*The task*:
From the data below, copy each line that includes the word "WireFields".

*Data provided*:

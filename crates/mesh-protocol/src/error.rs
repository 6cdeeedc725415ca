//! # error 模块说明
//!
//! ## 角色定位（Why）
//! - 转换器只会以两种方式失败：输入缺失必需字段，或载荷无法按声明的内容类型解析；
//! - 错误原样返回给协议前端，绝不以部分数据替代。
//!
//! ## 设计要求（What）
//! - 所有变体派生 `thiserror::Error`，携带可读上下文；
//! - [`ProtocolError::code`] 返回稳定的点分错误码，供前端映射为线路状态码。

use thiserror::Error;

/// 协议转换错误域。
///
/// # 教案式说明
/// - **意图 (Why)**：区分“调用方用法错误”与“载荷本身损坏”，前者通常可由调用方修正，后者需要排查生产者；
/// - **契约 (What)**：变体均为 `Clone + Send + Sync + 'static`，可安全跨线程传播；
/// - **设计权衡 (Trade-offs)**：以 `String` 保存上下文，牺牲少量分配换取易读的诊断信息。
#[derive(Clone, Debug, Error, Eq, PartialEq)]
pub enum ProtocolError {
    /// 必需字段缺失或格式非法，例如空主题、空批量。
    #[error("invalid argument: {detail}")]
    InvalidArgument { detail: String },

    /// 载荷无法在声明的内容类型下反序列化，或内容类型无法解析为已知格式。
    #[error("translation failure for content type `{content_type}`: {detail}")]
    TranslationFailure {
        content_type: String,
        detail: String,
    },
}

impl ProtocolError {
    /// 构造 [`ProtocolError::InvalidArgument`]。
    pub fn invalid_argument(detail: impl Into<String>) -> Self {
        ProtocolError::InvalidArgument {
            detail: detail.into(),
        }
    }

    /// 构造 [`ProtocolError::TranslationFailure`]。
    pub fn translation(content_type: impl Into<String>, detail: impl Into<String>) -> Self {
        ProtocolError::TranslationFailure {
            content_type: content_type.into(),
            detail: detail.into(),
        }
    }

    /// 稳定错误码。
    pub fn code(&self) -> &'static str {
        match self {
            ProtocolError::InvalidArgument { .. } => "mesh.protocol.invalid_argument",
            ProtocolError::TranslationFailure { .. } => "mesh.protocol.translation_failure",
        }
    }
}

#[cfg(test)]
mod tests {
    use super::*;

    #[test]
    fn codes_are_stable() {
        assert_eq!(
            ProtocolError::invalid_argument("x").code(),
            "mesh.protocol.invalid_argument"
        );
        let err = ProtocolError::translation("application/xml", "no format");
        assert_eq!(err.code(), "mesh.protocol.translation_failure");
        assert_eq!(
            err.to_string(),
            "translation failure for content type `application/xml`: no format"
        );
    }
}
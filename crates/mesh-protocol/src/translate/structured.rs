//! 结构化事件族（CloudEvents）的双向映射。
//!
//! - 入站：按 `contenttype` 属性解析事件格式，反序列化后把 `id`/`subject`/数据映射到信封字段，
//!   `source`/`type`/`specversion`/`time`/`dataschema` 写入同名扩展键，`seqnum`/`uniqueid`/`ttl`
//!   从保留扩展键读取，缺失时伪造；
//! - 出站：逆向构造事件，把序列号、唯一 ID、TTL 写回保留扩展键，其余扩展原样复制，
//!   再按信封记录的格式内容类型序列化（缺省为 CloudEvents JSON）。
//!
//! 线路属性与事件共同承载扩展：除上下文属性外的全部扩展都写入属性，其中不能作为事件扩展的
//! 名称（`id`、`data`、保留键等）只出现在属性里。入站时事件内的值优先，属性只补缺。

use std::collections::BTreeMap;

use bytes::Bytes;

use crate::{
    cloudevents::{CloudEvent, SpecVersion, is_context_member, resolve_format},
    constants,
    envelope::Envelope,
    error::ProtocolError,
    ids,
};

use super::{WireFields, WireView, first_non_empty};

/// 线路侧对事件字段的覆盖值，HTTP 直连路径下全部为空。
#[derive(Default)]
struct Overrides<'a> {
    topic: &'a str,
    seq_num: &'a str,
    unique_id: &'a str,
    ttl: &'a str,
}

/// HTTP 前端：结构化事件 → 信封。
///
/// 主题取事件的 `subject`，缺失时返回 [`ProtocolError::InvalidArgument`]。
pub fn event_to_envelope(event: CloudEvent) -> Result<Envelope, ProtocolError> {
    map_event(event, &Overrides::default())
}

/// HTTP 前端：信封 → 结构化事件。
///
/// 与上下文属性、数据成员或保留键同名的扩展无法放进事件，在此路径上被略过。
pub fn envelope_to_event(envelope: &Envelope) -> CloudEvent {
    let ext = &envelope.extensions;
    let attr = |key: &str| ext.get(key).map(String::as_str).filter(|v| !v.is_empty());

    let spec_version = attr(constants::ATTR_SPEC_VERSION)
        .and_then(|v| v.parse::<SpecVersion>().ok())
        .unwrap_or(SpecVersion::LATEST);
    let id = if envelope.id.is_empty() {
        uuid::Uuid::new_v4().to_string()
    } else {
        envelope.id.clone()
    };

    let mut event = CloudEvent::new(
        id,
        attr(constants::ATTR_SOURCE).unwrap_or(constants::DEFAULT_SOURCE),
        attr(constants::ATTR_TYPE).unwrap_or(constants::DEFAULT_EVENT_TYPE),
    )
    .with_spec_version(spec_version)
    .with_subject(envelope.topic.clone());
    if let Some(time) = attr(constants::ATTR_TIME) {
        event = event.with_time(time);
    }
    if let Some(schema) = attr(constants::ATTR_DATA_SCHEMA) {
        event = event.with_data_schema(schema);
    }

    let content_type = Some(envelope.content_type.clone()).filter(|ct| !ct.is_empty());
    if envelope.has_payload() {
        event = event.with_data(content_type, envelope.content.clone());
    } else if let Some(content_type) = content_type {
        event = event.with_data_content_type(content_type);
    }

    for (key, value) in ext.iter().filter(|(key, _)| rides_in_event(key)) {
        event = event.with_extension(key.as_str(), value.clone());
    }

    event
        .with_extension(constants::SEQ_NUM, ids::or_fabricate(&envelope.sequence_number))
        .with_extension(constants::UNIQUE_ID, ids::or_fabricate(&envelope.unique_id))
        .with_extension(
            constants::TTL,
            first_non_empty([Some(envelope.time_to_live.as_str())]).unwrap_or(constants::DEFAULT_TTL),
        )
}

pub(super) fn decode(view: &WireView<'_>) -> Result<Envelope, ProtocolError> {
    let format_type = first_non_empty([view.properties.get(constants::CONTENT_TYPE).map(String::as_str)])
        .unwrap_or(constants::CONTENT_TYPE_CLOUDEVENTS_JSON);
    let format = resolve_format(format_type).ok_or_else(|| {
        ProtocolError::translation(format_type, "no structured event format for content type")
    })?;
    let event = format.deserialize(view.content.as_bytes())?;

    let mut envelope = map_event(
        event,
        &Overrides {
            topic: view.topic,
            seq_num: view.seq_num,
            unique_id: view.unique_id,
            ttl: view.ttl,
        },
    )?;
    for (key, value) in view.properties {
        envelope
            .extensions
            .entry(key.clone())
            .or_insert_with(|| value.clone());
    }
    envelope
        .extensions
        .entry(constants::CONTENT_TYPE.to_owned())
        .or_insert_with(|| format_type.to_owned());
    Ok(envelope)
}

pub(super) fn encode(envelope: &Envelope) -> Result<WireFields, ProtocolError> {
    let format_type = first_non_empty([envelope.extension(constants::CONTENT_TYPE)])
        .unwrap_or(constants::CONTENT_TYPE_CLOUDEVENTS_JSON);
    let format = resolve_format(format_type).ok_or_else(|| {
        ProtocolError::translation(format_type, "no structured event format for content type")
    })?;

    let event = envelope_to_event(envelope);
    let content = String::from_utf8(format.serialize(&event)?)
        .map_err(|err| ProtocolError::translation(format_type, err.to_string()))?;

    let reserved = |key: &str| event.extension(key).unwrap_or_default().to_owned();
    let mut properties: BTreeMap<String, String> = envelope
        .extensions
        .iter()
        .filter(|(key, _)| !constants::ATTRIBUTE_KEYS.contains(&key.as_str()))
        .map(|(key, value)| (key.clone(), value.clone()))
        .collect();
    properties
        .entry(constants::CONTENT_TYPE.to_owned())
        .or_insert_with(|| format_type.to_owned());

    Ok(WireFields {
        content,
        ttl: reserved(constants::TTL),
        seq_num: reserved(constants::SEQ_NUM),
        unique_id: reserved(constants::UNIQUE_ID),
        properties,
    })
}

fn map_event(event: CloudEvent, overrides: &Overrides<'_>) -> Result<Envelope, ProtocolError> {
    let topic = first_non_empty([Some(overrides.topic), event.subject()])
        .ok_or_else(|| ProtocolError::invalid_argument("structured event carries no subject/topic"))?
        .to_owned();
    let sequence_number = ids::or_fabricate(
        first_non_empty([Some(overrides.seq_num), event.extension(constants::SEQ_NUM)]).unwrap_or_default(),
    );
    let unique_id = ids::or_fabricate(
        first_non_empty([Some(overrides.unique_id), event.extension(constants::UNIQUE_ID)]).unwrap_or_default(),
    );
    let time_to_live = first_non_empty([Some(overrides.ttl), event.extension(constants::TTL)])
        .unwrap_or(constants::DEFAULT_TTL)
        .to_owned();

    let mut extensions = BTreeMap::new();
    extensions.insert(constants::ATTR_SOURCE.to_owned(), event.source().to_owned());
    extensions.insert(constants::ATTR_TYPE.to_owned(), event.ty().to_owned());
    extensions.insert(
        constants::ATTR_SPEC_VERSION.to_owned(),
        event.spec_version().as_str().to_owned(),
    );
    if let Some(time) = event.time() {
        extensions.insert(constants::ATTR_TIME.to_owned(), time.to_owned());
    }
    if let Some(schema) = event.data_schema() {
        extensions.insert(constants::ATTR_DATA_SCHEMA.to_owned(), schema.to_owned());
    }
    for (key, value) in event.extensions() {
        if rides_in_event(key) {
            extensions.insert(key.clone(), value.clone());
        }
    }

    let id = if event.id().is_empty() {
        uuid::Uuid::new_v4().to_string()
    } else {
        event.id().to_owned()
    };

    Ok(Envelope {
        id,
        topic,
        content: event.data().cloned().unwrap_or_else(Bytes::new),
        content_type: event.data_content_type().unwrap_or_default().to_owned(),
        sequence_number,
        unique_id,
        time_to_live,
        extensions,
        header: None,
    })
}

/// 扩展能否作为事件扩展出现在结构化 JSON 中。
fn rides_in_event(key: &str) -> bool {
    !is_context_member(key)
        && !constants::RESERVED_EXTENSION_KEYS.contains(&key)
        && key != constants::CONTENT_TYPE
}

--

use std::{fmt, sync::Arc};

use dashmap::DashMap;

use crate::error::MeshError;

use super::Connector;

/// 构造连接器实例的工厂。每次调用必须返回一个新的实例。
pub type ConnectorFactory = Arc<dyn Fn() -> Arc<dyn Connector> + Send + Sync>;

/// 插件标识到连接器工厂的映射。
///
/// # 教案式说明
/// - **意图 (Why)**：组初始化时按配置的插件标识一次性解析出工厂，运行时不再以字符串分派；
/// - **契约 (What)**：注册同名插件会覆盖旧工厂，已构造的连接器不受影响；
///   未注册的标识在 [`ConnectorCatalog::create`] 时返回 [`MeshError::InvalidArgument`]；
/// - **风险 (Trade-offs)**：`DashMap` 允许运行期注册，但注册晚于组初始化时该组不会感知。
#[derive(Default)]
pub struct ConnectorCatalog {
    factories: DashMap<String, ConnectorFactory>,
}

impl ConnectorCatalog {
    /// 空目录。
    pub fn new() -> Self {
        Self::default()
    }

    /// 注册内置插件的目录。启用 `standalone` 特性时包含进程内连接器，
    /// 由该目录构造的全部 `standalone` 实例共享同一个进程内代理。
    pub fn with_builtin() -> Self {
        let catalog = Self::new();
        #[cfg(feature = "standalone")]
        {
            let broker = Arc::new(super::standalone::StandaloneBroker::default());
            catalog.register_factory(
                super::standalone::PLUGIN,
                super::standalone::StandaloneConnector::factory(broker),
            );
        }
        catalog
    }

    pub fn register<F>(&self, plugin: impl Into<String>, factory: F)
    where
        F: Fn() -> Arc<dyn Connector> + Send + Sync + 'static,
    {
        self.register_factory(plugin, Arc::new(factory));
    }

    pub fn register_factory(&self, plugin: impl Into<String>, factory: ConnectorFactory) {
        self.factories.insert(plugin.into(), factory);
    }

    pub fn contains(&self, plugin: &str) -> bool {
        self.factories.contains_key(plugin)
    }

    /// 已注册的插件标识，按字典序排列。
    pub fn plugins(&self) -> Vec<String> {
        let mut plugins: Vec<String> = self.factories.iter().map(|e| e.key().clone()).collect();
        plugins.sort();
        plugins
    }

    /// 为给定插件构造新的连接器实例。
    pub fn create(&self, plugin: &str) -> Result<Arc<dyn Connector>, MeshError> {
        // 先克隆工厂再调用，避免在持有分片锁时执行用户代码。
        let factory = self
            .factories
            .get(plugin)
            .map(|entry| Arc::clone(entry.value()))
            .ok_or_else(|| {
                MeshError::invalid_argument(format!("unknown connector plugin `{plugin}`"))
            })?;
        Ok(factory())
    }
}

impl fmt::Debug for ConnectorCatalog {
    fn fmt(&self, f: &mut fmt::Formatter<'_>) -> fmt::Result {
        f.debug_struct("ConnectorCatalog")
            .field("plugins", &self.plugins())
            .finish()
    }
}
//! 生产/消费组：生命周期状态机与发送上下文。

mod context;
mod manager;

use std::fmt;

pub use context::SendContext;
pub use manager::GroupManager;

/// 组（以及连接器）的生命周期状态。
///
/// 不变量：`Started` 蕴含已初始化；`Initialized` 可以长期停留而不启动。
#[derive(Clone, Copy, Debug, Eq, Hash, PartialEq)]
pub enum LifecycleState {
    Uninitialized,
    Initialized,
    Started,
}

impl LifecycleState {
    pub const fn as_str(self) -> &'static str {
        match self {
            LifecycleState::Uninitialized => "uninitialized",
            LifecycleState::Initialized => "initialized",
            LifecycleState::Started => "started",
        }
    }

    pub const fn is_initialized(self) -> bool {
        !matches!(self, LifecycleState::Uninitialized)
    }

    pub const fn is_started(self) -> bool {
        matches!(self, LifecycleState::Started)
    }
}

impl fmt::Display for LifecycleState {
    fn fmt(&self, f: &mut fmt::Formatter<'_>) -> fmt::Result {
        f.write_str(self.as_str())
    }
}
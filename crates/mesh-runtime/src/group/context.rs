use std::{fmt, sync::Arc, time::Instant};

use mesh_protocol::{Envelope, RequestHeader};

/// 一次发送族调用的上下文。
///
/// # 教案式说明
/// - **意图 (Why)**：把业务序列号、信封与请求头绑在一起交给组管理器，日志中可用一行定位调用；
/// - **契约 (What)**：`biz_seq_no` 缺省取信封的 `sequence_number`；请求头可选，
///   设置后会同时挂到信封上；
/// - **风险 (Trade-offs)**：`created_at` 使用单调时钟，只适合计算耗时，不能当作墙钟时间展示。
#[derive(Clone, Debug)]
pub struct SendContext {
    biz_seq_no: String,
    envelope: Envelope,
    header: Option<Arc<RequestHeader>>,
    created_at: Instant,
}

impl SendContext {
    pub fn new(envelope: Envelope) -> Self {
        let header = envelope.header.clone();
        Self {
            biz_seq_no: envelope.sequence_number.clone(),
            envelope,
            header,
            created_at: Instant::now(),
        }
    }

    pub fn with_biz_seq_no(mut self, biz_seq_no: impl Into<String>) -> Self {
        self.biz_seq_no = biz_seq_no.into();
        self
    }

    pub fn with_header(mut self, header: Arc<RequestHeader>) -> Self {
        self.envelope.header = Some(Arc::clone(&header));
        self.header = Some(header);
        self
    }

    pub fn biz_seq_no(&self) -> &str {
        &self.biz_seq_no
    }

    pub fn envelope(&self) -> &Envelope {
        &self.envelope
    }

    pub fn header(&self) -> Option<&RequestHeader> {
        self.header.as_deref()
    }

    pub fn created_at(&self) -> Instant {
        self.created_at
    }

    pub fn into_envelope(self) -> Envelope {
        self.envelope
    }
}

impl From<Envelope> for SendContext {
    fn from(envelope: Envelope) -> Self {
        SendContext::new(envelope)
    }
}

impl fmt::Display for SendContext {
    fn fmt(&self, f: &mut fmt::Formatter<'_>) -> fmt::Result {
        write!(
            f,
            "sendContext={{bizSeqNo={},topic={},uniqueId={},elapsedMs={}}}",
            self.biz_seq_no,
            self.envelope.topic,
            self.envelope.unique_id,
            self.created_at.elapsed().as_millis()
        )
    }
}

==

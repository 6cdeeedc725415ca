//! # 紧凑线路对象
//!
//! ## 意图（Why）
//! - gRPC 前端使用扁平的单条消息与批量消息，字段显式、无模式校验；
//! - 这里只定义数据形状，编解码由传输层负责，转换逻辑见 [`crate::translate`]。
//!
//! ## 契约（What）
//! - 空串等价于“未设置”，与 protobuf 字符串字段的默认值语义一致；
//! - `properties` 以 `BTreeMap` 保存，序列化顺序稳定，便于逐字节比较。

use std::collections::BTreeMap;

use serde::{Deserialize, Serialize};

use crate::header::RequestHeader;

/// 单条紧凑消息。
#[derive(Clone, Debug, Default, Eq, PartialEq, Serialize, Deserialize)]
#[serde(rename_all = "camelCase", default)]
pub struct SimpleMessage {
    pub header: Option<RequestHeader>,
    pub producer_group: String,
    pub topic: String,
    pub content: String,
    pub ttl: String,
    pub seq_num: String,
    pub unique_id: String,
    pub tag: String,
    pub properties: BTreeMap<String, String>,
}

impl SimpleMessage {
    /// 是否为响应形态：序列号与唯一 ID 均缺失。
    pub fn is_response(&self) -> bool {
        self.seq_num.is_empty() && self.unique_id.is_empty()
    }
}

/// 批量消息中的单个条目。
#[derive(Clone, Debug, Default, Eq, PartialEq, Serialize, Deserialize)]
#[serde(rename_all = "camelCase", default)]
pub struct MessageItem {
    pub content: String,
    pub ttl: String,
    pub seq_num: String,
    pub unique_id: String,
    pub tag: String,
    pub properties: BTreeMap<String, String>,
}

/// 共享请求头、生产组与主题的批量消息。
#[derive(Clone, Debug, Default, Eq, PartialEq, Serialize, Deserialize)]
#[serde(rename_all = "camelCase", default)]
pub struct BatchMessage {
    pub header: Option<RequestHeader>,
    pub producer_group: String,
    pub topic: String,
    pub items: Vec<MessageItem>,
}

*The completed task*:
use super::{WireFields, WireView, first_non_empty};
pub(super) fn encode(envelope: &Envelope) -> Result<WireFields, ProtocolError> {
    Ok(WireFields {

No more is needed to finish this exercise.